==== Supplied records

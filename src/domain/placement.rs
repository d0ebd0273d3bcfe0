pub mod build_request;
pub mod cell_database;
pub mod cell_resolver;
pub mod instance_mapping;
pub mod placement_store;

pub use build_request::BuildRequest;
pub use cell_database::CellDatabase;
pub use cell_resolver::CellAwareResolver;
pub use instance_mapping::InstanceMapping;
pub use placement_store::PlacementStore;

========

> [Exercise aim]: The records above are to be repeated in full, word for word.

> [Your response]:
filename src/domain/placement.rs
repository d0ebd0273d3bcfe0
pub mod build_request;
pub mod cell_database;
pub mod cell_resolver;
pub mod instance_mapping;
pub mod placement_store;

pub use build_request::BuildRequest;
pub use cell_database::CellDatabase;
pub use cell_resolver::CellAwareResolver;
pub use instance_mapping::InstanceMapping;
pub use placement_store::PlacementStore;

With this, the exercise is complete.